• What is expected: Locate every line below that contains the word "tests" and copy it.

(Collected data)
=-=-=
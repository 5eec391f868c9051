//! Bearer tokens identifying the lock requester.
//!
//! Tokens are HS256 JWTs issued by the identity service that fronts the
//! editors; this server only verifies them. [`issue_token`] exists for tests
//! and local tooling.

use editlock_core::error::CoreError;
use editlock_core::roles::ROLE_ADMIN;
use editlock_core::types::UserId;
use jsonwebtoken::errors::ErrorKind;
use jsonwebtoken::{decode, encode, Algorithm, DecodingKey, EncodingKey, Header, Validation};
use serde::{Deserialize, Serialize};

use crate::config::parse_env;

#[derive(Debug, Clone, PartialEq, Eq, Serialize, Deserialize)]
pub struct Claims {
    /// The lock holder identity.
    pub sub: UserId,
    pub role: String,
    pub exp: i64,
    pub iat: i64,
}

impl Claims {
    pub fn is_admin(&self) -> bool {
        self.role == ROLE_ADMIN
    }
}

#[derive(Debug, Clone)]
pub struct JwtConfig {
    pub secret: String,
    /// Lifetime of tokens minted by [`issue_token`].
    pub token_ttl_mins: i64,
    /// Clock tolerance applied to `exp`.
    pub leeway_secs: u64,
}

impl JwtConfig {
    /// | Env Var             | Required | Default |
    /// |---------------------|----------|---------|
    /// | `JWT_SECRET`        | **yes**  | --      |
    /// | `JWT_TOKEN_TTL_MINS`| no       | `15`    |
    /// | `JWT_LEEWAY_SECS`   | no       | `30`    |
    pub fn from_env() -> Result<Self, CoreError> {
        let secret = std::env::var("JWT_SECRET")
            .ok()
            .filter(|s| !s.is_empty())
            .ok_or_else(|| CoreError::Validation("JWT_SECRET must be set".into()))?;

        Ok(Self {
            secret,
            token_ttl_mins: parse_env("JWT_TOKEN_TTL_MINS", 15)?,
            leeway_secs: parse_env("JWT_LEEWAY_SECS", 30)?,
        })
    }

    fn validation(&self) -> Validation {
        let mut validation = Validation::new(Algorithm::HS256);
        validation.leeway = self.leeway_secs;
        validation
    }
}

pub fn issue_token(user_id: UserId, role: &str, config: &JwtConfig) -> Result<String, CoreError> {
    let iat = chrono::Utc::now().timestamp();
    let claims = Claims {
        sub: user_id,
        role: role.to_string(),
        exp: iat + config.token_ttl_mins * 60,
        iat,
    };

    encode(
        &Header::new(Algorithm::HS256),
        &claims,
        &EncodingKey::from_secret(config.secret.as_bytes()),
    )
    .map_err(|e| CoreError::Internal(format!("Failed to sign token: {e}")))
}

/// Check signature and expiry. Failures are always `Unauthorized`.
pub fn verify_token(token: &str, config: &JwtConfig) -> Result<Claims, CoreError> {
    decode::<Claims>(
        token,
        &DecodingKey::from_secret(config.secret.as_bytes()),
        &config.validation(),
    )
    .map(|data| data.claims)
    .map_err(|e| match e.kind() {
        ErrorKind::ExpiredSignature => CoreError::Unauthorized("Token has expired".into()),
        _ => CoreError::Unauthorized("Invalid token".into()),
    })
}

#[cfg(test)]
mod tests {
    use super::*;
    use assert_matches::assert_matches;
    use editlock_core::roles::ROLE_EDITOR;

    fn config(secret: &str) -> JwtConfig {
        JwtConfig {
            secret: secret.to_string(),
            token_ttl_mins: 15,
            leeway_secs: 0,
        }
    }

    #[test]
    fn test_issued_token_verifies() {
        let config = config("test-secret-that-is-long-enough-for-hmac");
        let token = issue_token(42, ROLE_EDITOR, &config).unwrap();

        let claims = verify_token(&token, &config).unwrap();
        assert_eq!(claims.sub, 42);
        assert!(!claims.is_admin());
        assert_eq!(claims.exp - claims.iat, 15 * 60);
    }

    #[test]
    fn test_expired_token_is_reported_as_expired() {
        let config = JwtConfig {
            token_ttl_mins: -5,
            ..config("test-secret-that-is-long-enough-for-hmac")
        };
        let token = issue_token(1, ROLE_ADMIN, &config).unwrap();

        assert_matches!(
            verify_token(&token, &config),
            Err(CoreError::Unauthorized(msg)) if msg == "Token has expired"
        );
    }

    #[test]
    fn test_token_from_another_secret_is_invalid() {
        let token = issue_token(1, ROLE_EDITOR, &config("secret-alpha")).unwrap();
        assert_matches!(
            verify_token(&token, &config("secret-bravo")),
            Err(CoreError::Unauthorized(msg)) if msg == "Invalid token"
        );
    }

    #[test]
    fn test_garbage_is_invalid() {
        assert_matches!(
            verify_token("not-a-jwt", &config("s")),
            Err(CoreError::Unauthorized(_))
        );
    }
}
=-=-=
• Solution to this exercise:
//! editors; this server only verifies them. [`issue_token`] exists for tests
mod tests {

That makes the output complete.